At the moment, the Maximite project is my favorite one among modern homebrew microcomputers. Having assembled its previous, black-and-white version, I run RetroBSD on it, and even ported my emulator of the classic 8-bit microcomputer from the eightieth called Radio-86RK. To me, the main advantage of Maximite is its completeness as a project. In fact, design of Maximite is quite simple because PIC32, the heart of this microcomputer, does almost everything. But the Maximite project is not only a bare idea or schematic, it includes the board, the case, and, of course, software – MMBasic. This is an advanced dialect of BASIC giving access to all features of Maximite, all its peripherals. In the interview the author of Maximite, Geoff Graham, tells how he was almost forced to get this project to such complete stage.

Recently Geoff has released a new, updated colour version modification having a few extra features along with the colour (new and improved features are marked with the asterisk):

  • PS/2 keyboard
  • VGA output with eight colours (480x432 or 240x216) (*)
  • monochrome Composite Video output
  • synthesised music and sound effects (*)
  • battery backed real time clock (*)
  • 20 external I/O lines on the back panel
  • Arduino compatible connector (*)
  • SD card for storing programs and files (up to 32GB)
  • USB connectivity as a terminal or for file transfer
  • protocols including Serial, I2C, SPI and 1-wire
  • dual-channel PWM analog output (*)
  • firmware upgrades via USB
  • special commands for animated games

MMBasic allows to take full advantage of all these features. It is even possible implementing the PIC32 timer interrupt routines directly in BASIC.

As previously I have ordered the new Maximite Kit from Altronics.

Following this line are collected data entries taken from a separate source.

//! # ActivityRepository
//!
//! アクティビティの順序付きコレクションを管理するリポジトリ。
//!
//! ## 設計方針
//!
//! - **順序を保持**: 追加順に並び、`sort_by_duration` を呼ぶと並び順そのものが変わる
//! - **操作単位の原子性**: 各メソッドはロックを 1 回だけ取得し、
//!   変更後のスナップショットを返す。途中状態が他のリクエストから見えることはない
//! - **ID の重複を許容**: `insert` は一意性チェックを行わない

use async_trait::async_trait;
use fitness_domain::activity::{Activity, ActivityId, ActivityType, Calories, Duration};
use tokio::sync::RwLock;

/// 起動時の初期データを作成する
///
/// | activityId | type | duration | caloriesBurned |
/// |---|---|---|---|
/// | 1 | Running | 30 | 300 |
/// | 2 | Swimming | 45 | 400 |
/// | 3 | Cycling | 60 | 500 |
pub fn seed_activities() -> Vec<Activity> {
    [
        (1, "Running", 30, 300),
        (2, "Swimming", 45, 400),
        (3, "Cycling", 60, 500),
    ]
    .into_iter()
    .map(|(id, activity_type, duration, calories)| {
        // 種目名はすべて空でない 100 文字以内のリテラル
        Activity::new(
            ActivityId::new(id),
            ActivityType::new(activity_type).expect("初期データの種目名は有効である"),
            Duration::new(duration),
            Calories::new(calories),
        )
    })
    .collect()
}

/// アクティビティリポジトリトレイト
///
/// 変更系のメソッドは、変更後のコレクション全体を返す。
#[async_trait]
pub trait ActivityRepository: Send + Sync {
    /// 全件を現在の並び順で取得する
    async fn find_all(&self) -> Vec<Activity>;

    /// 末尾に追加する
    async fn insert(&self, activity: Activity) -> Vec<Activity>;

    /// 運動時間の昇順に並べ替える（安定ソート）
    ///
    /// 並び替えはストア自体に反映され、以降のリクエストにも影響する。
    async fn sort_by_duration(&self) -> Vec<Activity>;

    /// 種目が完全一致するものを取得する（ストアは変更しない）
    async fn find_by_type(&self, activity_type: &str) -> Vec<Activity>;

    /// 消費カロリーの合計を算出する
    async fn total_calories(&self) -> u64;

    /// ID が一致する最初のアクティビティの運動時間を更新する
    ///
    /// 一致するものがなければ `None` を返し、ストアは変更しない。
    async fn update_duration(&self, id: ActivityId, duration: Duration) -> Option<Vec<Activity>>;

    /// ID が一致するものをすべて削除する
    async fn delete_by_id(&self, id: ActivityId) -> Vec<Activity>;

    /// 種目が完全一致するものをすべて削除する
    async fn delete_by_type(&self, activity_type: &ActivityType) -> Vec<Activity>;
}

/// プロセス内メモリのアクティビティリポジトリ
///
/// 永続化は行わない。プロセスが終了すると内容は失われる。
#[derive(Debug, Default)]
pub struct InMemoryActivityRepository {
    activities: RwLock<Vec<Activity>>,
}

impl InMemoryActivityRepository {
    pub fn new(activities: Vec<Activity>) -> Self {
        Self {
            activities: RwLock::new(activities),
        }
    }

    /// 初期データ入りのリポジトリを作成する
    pub fn seeded() -> Self {
        Self::new(seed_activities())
    }
}

#[async_trait]
impl ActivityRepository for InMemoryActivityRepository {
    async fn find_all(&self) -> Vec<Activity> {
        self.activities.read().await.clone()
    }

    async fn insert(&self, activity: Activity) -> Vec<Activity> {
        let mut activities = self.activities.write().await;
        activities.push(activity);
        activities.clone()
    }

    async fn sort_by_duration(&self) -> Vec<Activity> {
        let mut activities = self.activities.write().await;
        activities.sort_by_key(Activity::duration);
        activities.clone()
    }

    async fn find_by_type(&self, activity_type: &str) -> Vec<Activity> {
        self.activities
            .read()
            .await
            .iter()
            .filter(|a| a.activity_type().matches(activity_type))
            .cloned()
            .collect()
    }

    async fn total_calories(&self) -> u64 {
        self.activities
            .read()
            .await
            .iter()
            .map(|a| u64::from(a.calories_burned().value()))
            .sum()
    }

    async fn update_duration(&self, id: ActivityId, duration: Duration) -> Option<Vec<Activity>> {
        let mut activities = self.activities.write().await;
        let activity = activities.iter_mut().find(|a| a.id() == id)?;
        activity.update_duration(duration);
        Some(activities.clone())
    }

    async fn delete_by_id(&self, id: ActivityId) -> Vec<Activity> {
        let mut activities = self.activities.write().await;
        let before = activities.len();
        activities.retain(|a| a.id() != id);
        tracing::debug!(removed = before - activities.len(), %id, "ID 指定で削除");
        activities.clone()
    }

    async fn delete_by_type(&self, activity_type: &ActivityType) -> Vec<Activity> {
        let mut activities = self.activities.write().await;
        let before = activities.len();
        activities.retain(|a| a.activity_type() != activity_type);
        tracing::debug!(removed = before - activities.len(), %activity_type, "種目指定で削除");
        activities.clone()
    }
}

#[cfg(test)]
mod tests {
    use pretty_assertions::assert_eq;

    use super::*;

    fn activity(id: u64, activity_type: &str, duration: u32, calories: u32) -> Activity {
        Activity::new(
            ActivityId::new(id),
            ActivityType::new(activity_type).unwrap(),
            Duration::new(duration),
            Calories::new(calories),
        )
    }

    fn ids(activities: &[Activity]) -> Vec<u64> {
        activities.iter().map(|a| a.id().value()).collect()
    }

    #[test]
    fn test_初期データは3件() {
        let seed = seed_activities();

        assert_eq!(ids(&seed), vec![1, 2, 3]);
        assert_eq!(seed[1].activity_type().as_str(), "Swimming");
    }

    #[tokio::test]
    async fn test_insertは末尾に追加し重複idも許容する() {
        let sut = InMemoryActivityRepository::seeded();

        sut.insert(activity(4, "Walking", 20, 150)).await;
        let result = sut.insert(activity(4, "Walking", 25, 180)).await;

        assert_eq!(ids(&result), vec![1, 2, 3, 4, 4]);
        assert_eq!(result[4].duration(), Duration::new(25));
    }

    #[tokio::test]
    async fn test_sort_by_durationは昇順に並べ替えストアにも反映される() {
        let sut = InMemoryActivityRepository::new(vec![
            activity(1, "Cycling", 60, 500),
            activity(2, "Running", 30, 300),
            activity(3, "Swimming", 45, 400),
        ]);

        let sorted = sut.sort_by_duration().await;

        assert_eq!(ids(&sorted), vec![2, 3, 1]);
        assert_eq!(ids(&sut.find_all().await), vec![2, 3, 1]);
    }

    #[tokio::test]
    async fn test_sort_by_durationは同じ運動時間の順序を保つ() {
        let sut = InMemoryActivityRepository::new(vec![
            activity(1, "Yoga", 30, 100),
            activity(2, "Running", 10, 120),
            activity(3, "Walking", 30, 90),
        ]);

        let sorted = sut.sort_by_duration().await;

        assert_eq!(ids(&sorted), vec![2, 1, 3]);
    }

    #[tokio::test]
    async fn test_find_by_typeは完全一致のみ返しストアを変更しない() {
        let sut = InMemoryActivityRepository::seeded();

        let result = sut.find_by_type("Running").await;

        assert_eq!(ids(&result), vec![1]);
        assert!(sut.find_by_type("running").await.is_empty());
        assert_eq!(sut.find_all().await.len(), 3);
    }

    #[tokio::test]
    async fn test_total_caloriesは全件の合計() {
        let sut = InMemoryActivityRepository::seeded();

        assert_eq!(sut.total_calories().await, 1200);
    }

    #[tokio::test]
    async fn test_total_caloriesは空のストアで0() {
        let sut = InMemoryActivityRepository::default();

        assert_eq!(sut.total_calories().await, 0);
    }

    #[tokio::test]
    async fn test_update_durationは最初に一致したものだけ更新する() {
        let sut = InMemoryActivityRepository::new(vec![
            activity(7, "Running", 30, 300),
            activity(7, "Running", 40, 350),
        ]);

        let result = sut
            .update_duration(ActivityId::new(7), Duration::new(99))
            .await
            .unwrap();

        assert_eq!(result[0].duration(), Duration::new(99));
        assert_eq!(result[1].duration(), Duration::new(40));
    }

    #[tokio::test]
    async fn test_update_durationは存在しないidでnoneを返す() {
        let sut = InMemoryActivityRepository::seeded();

        let result = sut
            .update_duration(ActivityId::new(99), Duration::new(10))
            .await;

        assert!(result.is_none());
        assert_eq!(sut.find_all().await, seed_activities());
    }

    #[tokio::test]
    async fn test_delete_by_idは一致するものをすべて削除する() {
        let sut = InMemoryActivityRepository::seeded();
        sut.insert(activity(2, "Diving", 15, 90)).await;

        let result = sut.delete_by_id(ActivityId::new(2)).await;

        assert_eq!(ids(&result), vec![1, 3]);
    }

    #[tokio::test]
    async fn test_delete_by_idは一致しなければ何もしない() {
        let sut = InMemoryActivityRepository::seeded();

        let result = sut.delete_by_id(ActivityId::new(42)).await;

        assert_eq!(result, seed_activities());
    }

    #[tokio::test]
    async fn test_delete_by_typeは同じ種目をすべて削除する() {
        let sut = InMemoryActivityRepository::seeded();
        sut.insert(activity(5, "Running", 10, 100)).await;

        let result = sut
            .delete_by_type(&ActivityType::new("Running").unwrap())
            .await;

        assert_eq!(ids(&result), vec![2, 3]);
    }
}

There are no on-surface planar elements which makes the life of soldering laymans like me much easier. There is only one planar capacitor (C10) for some reason. It is quite small, so proper soldering it took me some time to avoid shortening on the board.

All done.

The Original and Colour Maximite.

In general, the kit from Altronics is very high quality. Recommended.

This is what MMBasic allows a user to do with colours.

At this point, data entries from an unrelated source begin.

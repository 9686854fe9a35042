//! # ヘルスチェック・ルートハンドラ
//!
//! ## エンドポイント
//!
//! - `GET /` - ウェルカムメッセージ（プレーンテキスト）
//! - `GET /health` - 稼働状態
//!
//! ## レスポンス例
//!
//! ```json
//! {
//!   "status": "healthy",
//!   "version": "0.1.0"
//! }
//! ```

use axum::Json;
use fitness_shared::HealthResponse;

/// ルートパスで返すメッセージ
pub const WELCOME_MESSAGE: &str = "Welcome to Fitness Tracker";

/// GET /
pub async fn welcome() -> &'static str {
    WELCOME_MESSAGE
}

/// ヘルスチェックエンドポイント
pub async fn health_check() -> Json<HealthResponse> {
    Json(HealthResponse::healthy(env!("CARGO_PKG_VERSION")))
}

#[cfg(test)]
mod tests {
    use super::*;

    #[tokio::test]
    async fn test_health_checkはhealthyとバージョンを返す() {
        let Json(response) = health_check().await;

        assert_eq!(response.status, "healthy");
        assert_eq!(response.version, env!("CARGO_PKG_VERSION"));
    }
}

Well, no colours though, but just classics.

As the author explains, generating colours requires the 100-pin version of PIC32 with three SPI channels. Obviously, it also requires three times much work processing the colour information. Because the crystal still works on the same frequency as previously, 80MHz, the colour Maximite works a bit slower than its black-and-white predecessor. But along with the firmware providing colours, there is a black-and-white version of MMBasic for the new Maximite having all new features except the colour video, so it works with the same speed as the original Maximite.

Well, as previously I have a lot of fun using Maximite, and strongly recommend it if you are up building a nice powerful microcomputer in a few hours.